What makes "Slap Shot" endearing (and necessary) is its memorable comic violence, which is the lynchpin of the entire movie. Newman plays Reggie Dunlop, a coach who uses his brutish recruits, the Hanson Brothers, to draw crowds and win games by knocking opponents around. Funny beatdowns and literal punchlines made "Slap Shot" infamous. The movie's comic timing and direction are exquisite and Nancy Dowd's script is memorably profane, even decades later.
Unfortunately, it's also massively reliant on shock value for humor's sake. The shock is seeing Paul Newman and the Hanson Brothers swear to degrees we as an audience aren't used to. Sadly, a lot of that swearing boils down to slurs. Add in that the hockey sequences can't approach the elegance of those in "The Rocket," "Miracle," or even "Goon," and you have a movie whose importance to sports comedy cinema outweighs its self-contained values. That's why "Slap Shot" makes the top three but doesn't earn our top spot.
2. Miracle
"Miracle" is a great movie about classic hockey tropes: perseverance, hunger, and the line between madness and magic, but it also shines a spotlight on less-explored elements. First and foremost is the coach. Gavin O'Conner, who's made a career of off-kilter sports films, makes Herb Brooks (Kurt Russell) the focal point of his '80s Olympics epic. Brooks is a complex, pugnacious man. O'Conner and Russel never ask for the audience to sympathize with Brooks, as he deliberately puts his players through the psychological wringer. The film never paints him as mythic or revolutionary. He's an ordinary man who led an extraordinary Olympic campaign. That goes against the typical sports movie grain, but it plays right into the hockey mythos. As Brooks says to his hand-selected Team USA squad, "You cannot be a team of common men because common men go nowhere." "Miracle," tells the story of common men who accomplish the extraordinary because they decide to be extraordinary.
Crucially, "Miracle" also captures a moment when hockey was part of the American zeitgeist. "The Miracle on Ice" captured the imagination of fervent and casual sports fans alike (as the Olympics often do), and in fully realizing that atmosphere, it serves as a feature-length argument for why people should watch hockey in the first place. That's a cinematic miracle.
1. Goon
"Goon" isn't the best sports movie of all time, but it might be the best character study in sports movie clothing. For all its colorful profanity and comedic set-pieces, Michael Dowse, Jay Baruchel, and Evan Goldberg's tale of a Massachusetts bouncer turned hockey enforcer (Sean Williams Scott) is closer to "Moneyball" than "The Mighty Ducks" or "Miracle." "Goon" is invested in its characters' souls. It wonders if hockey, a sport that involves no shortage of purposeful violence, can bring out the best in someone. The way it does (or doesn't) answer that question makes for some of the most compelling sports cinema released this century.

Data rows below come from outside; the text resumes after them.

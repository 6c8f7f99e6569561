//! Metering API access: HTTP client, payload decoding and series fetching

use crate::config::DeviceSpec;
use crate::{DateRange, ExtractedSeries, Granularity};
use async_trait::async_trait;
use std::time::Duration;

pub mod http;
pub mod parser;
pub mod retry;
pub mod retry_formatter;
pub mod series;

pub use http::{
    ApiRequest, HttpClientSettings, HttpResponse, HttpTransport, MeteringHttpClient,
    ReqwestTransport,
};
pub use retry::RetryPolicy;
pub use series::SeriesFetcher;

/// Transport and HTTP status failures
#[derive(Debug, Clone, PartialEq, thiserror::Error)]
pub enum NetworkError {
    /// Connection could not be established
    #[error("connection failed: {0}")]
    Connect(String),

    /// Request did not complete within the timeout
    #[error("request timed out after {0:?}")]
    Timeout(Duration),

    /// Any other transport failure
    #[error("transport error: {0}")]
    Transport(String),

    /// Non-success HTTP status
    #[error("HTTP {status}: {message}")]
    Status {
        /// Status code
        status: u16,
        /// Truncated response body
        message: String,
    },

    /// Rate-limit budget exhausted
    #[error("rate limited (429) after {attempts} attempts")]
    RateLimited {
        /// Attempts made, including the first
        attempts: u32,
    },

    /// Local rate limiter failure
    #[error("rate limiter error: {0}")]
    RateLimiter(String),
}

impl NetworkError {
    /// HTTP status carried by the error, if any
    pub fn status(&self) -> Option<u16> {
        match self {
            NetworkError::Status { status, .. } => Some(*status),
            NetworkError::RateLimited { .. } => Some(429),
            _ => None,
        }
    }

    /// Whether the error is a credential rejection (401/403)
    pub fn is_auth_failure(&self) -> bool {
        matches!(self.status(), Some(401) | Some(403))
    }
}

/// Payload does not match the readings shape
#[derive(Debug, Clone, PartialEq, thiserror::Error)]
pub enum DecodeError {
    /// Body is not JSON or lacks the `values` array
    #[error("invalid readings payload: {0}")]
    InvalidPayload(String),

    /// Timestamp is not RFC 3339
    #[error("invalid timestamp '{0}'")]
    InvalidTimestamp(String),

    /// Value is neither a number, null, nor a numeric string
    #[error("invalid reading value '{0}'")]
    InvalidValue(String),
}

/// Failure of one request window
#[derive(Debug, Clone, PartialEq, thiserror::Error)]
pub enum FetchError {
    /// Request failed
    #[error(transparent)]
    Network(#[from] NetworkError),

    /// Response could not be decoded
    #[error(transparent)]
    Decode(#[from] DecodeError),

    /// Every configured credential was rejected
    #[error("all {0} api keys were rejected")]
    CredentialsRejected(usize),
}

/// Source of extracted series
///
/// Implementations must never fail past this boundary: every error is
/// reported through the returned series status.
#[async_trait]
pub trait SeriesSource: Send + Sync {
    /// Fetch one series for `device` over `range`
    async fn fetch_series(
        &self,
        device: &DeviceSpec,
        range: &DateRange,
        granularity: Granularity,
    ) -> ExtractedSeries;
}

Tons of credit must go to Dowse. The director shoots hockey sequences with both kinetic flair and humorous restraint. Sometimes, events build to a static shot of Scott knocking someone out. Other times, we track a goalscorer as he flies across center ice, the stadium lights looming large around him. Dowse knows comedy can be cinema, and "Goon" is all the better for it. However, the film wouldn't work without Sean William Scott, whose performance as Doug Blatt is easily his career best. Most excellent sports movies locate the beating heart of both their protagonist and the actor playing them. That's exceedingly true of "Goon." Scott is as warm and open as he's ever been while conveying a penchant for dull-headed brutality that borders on the prodigious. No one else could play Blatt better. "Goon" has no equal.